GIVEN ENTRIES

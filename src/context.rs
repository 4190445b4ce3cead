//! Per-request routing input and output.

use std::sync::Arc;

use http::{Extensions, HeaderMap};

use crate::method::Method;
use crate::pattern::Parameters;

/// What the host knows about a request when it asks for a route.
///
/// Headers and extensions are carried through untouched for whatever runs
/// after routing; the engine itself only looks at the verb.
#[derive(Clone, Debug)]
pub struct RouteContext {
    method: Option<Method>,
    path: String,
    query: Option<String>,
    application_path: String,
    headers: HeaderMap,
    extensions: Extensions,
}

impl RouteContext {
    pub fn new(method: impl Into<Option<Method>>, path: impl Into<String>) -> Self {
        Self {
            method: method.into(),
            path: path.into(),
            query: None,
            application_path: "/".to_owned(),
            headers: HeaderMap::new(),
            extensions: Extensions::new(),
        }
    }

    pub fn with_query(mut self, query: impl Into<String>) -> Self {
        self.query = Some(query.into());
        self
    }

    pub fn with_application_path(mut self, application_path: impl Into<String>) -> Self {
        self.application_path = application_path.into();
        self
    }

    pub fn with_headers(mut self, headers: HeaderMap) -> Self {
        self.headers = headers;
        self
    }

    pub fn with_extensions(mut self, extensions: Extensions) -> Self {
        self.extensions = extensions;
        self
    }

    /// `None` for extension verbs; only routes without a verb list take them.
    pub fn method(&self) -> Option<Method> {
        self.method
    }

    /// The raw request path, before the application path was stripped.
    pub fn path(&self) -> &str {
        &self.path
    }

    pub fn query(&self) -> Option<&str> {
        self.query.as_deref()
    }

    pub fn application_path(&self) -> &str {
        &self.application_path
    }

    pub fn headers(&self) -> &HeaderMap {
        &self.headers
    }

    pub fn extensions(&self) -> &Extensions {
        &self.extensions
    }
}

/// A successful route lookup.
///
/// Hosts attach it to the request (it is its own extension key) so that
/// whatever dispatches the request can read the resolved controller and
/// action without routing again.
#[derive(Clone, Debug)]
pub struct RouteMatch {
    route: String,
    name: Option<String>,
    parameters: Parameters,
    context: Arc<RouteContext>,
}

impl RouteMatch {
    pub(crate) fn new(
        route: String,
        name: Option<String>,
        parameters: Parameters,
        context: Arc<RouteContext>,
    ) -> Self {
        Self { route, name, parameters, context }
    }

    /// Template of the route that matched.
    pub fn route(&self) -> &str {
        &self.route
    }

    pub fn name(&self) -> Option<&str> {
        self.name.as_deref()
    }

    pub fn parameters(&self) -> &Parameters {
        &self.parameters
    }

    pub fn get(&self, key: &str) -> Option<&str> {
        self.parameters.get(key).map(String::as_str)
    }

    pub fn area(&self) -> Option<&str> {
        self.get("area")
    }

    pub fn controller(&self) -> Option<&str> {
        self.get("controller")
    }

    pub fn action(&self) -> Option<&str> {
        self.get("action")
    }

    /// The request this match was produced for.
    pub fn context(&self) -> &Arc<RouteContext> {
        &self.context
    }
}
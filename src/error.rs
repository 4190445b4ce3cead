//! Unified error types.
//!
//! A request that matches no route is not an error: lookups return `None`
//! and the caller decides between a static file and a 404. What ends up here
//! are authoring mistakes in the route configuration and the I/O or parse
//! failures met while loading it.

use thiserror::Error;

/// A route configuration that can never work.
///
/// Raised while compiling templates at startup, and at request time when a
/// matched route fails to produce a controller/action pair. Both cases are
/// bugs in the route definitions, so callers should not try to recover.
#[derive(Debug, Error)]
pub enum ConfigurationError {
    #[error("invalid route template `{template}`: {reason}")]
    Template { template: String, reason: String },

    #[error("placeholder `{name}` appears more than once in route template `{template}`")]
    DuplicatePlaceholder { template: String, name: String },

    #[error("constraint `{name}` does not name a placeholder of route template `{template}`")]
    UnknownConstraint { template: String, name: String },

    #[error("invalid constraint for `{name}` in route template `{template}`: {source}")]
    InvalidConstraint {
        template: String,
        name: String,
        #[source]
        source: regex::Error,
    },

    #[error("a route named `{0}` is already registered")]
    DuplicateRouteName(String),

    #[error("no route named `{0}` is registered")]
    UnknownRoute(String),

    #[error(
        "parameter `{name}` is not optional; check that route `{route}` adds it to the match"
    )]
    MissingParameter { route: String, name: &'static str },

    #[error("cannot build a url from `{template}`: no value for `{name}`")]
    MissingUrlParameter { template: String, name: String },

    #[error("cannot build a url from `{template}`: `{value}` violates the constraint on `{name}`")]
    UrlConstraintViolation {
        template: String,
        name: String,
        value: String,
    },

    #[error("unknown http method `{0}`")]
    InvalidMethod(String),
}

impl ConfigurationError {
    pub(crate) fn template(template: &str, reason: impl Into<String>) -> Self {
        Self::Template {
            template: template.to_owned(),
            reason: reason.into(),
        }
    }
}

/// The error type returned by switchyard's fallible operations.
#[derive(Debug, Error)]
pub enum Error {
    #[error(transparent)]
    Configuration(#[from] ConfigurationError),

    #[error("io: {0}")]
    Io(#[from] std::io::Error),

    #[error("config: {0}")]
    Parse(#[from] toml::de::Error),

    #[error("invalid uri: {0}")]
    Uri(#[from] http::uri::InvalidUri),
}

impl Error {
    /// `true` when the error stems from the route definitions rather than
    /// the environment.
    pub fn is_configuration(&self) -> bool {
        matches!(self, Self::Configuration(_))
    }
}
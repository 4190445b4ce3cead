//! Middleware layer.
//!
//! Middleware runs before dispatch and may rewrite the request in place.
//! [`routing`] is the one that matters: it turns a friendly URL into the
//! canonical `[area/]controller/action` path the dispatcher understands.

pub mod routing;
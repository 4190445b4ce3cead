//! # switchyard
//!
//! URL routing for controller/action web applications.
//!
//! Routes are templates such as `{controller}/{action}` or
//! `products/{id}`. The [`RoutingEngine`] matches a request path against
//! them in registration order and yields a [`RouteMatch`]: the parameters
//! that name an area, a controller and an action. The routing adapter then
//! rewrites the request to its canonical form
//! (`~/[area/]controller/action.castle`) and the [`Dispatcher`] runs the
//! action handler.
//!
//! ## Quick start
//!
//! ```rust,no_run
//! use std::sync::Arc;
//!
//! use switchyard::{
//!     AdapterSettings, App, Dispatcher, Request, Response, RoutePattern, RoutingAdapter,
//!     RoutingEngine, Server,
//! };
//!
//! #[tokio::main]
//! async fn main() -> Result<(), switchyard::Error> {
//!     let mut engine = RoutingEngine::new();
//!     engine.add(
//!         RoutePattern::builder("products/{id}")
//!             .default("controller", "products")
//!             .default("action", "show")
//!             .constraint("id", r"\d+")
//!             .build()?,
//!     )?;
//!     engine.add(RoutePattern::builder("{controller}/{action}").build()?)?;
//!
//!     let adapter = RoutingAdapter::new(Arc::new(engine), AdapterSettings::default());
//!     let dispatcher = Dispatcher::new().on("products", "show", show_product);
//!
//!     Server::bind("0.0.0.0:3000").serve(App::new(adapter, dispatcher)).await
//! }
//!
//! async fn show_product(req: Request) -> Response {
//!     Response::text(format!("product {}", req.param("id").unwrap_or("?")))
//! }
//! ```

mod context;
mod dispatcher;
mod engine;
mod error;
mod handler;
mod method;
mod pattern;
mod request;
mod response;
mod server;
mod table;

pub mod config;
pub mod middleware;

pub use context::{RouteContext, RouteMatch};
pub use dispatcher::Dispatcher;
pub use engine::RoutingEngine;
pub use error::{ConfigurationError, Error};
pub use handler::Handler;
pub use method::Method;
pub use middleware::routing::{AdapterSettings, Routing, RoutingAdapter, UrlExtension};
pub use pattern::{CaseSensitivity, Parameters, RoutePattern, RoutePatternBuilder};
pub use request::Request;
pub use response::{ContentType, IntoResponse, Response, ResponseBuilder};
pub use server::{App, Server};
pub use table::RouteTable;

WHAT THE EXERCISE ASKS
All that belongs in the answer is the lines from the start of the entries above through the line containing "path was stripped.", each given exactly.

TASK SOLUTION
filename src/context.rs
repository 4190445b4ce3cead
//! Per-request routing input and output.

use std::sync::Arc;

use http::{Extensions, HeaderMap};

use crate::method::Method;
use crate::pattern::Parameters;

/// What the host knows about a request when it asks for a route.
///
/// Headers and extensions are carried through untouched for whatever runs
/// after routing; the engine itself only looks at the verb.
#[derive(Clone, Debug)]
pub struct RouteContext {
    method: Option<Method>,
    path: String,
    query: Option<String>,
    application_path: String,
    headers: HeaderMap,
    extensions: Extensions,
}

impl RouteContext {
    pub fn new(method: impl Into<Option<Method>>, path: impl Into<String>) -> Self {
        Self {
            method: method.into(),
            path: path.into(),
            query: None,
            application_path: "/".to_owned(),
            headers: HeaderMap::new(),
            extensions: Extensions::new(),
        }
    }

    pub fn with_query(mut self, query: impl Into<String>) -> Self {
        self.query = Some(query.into());
        self
    }

    pub fn with_application_path(mut self, application_path: impl Into<String>) -> Self {
        self.application_path = application_path.into();
        self
    }

    pub fn with_headers(mut self, headers: HeaderMap) -> Self {
        self.headers = headers;
        self
    }

    pub fn with_extensions(mut self, extensions: Extensions) -> Self {
        self.extensions = extensions;
        self
    }

    /// `None` for extension verbs; only routes without a verb list take them.
    pub fn method(&self) -> Option<Method> {
        self.method
    }

    /// The raw request path, before the application path was stripped.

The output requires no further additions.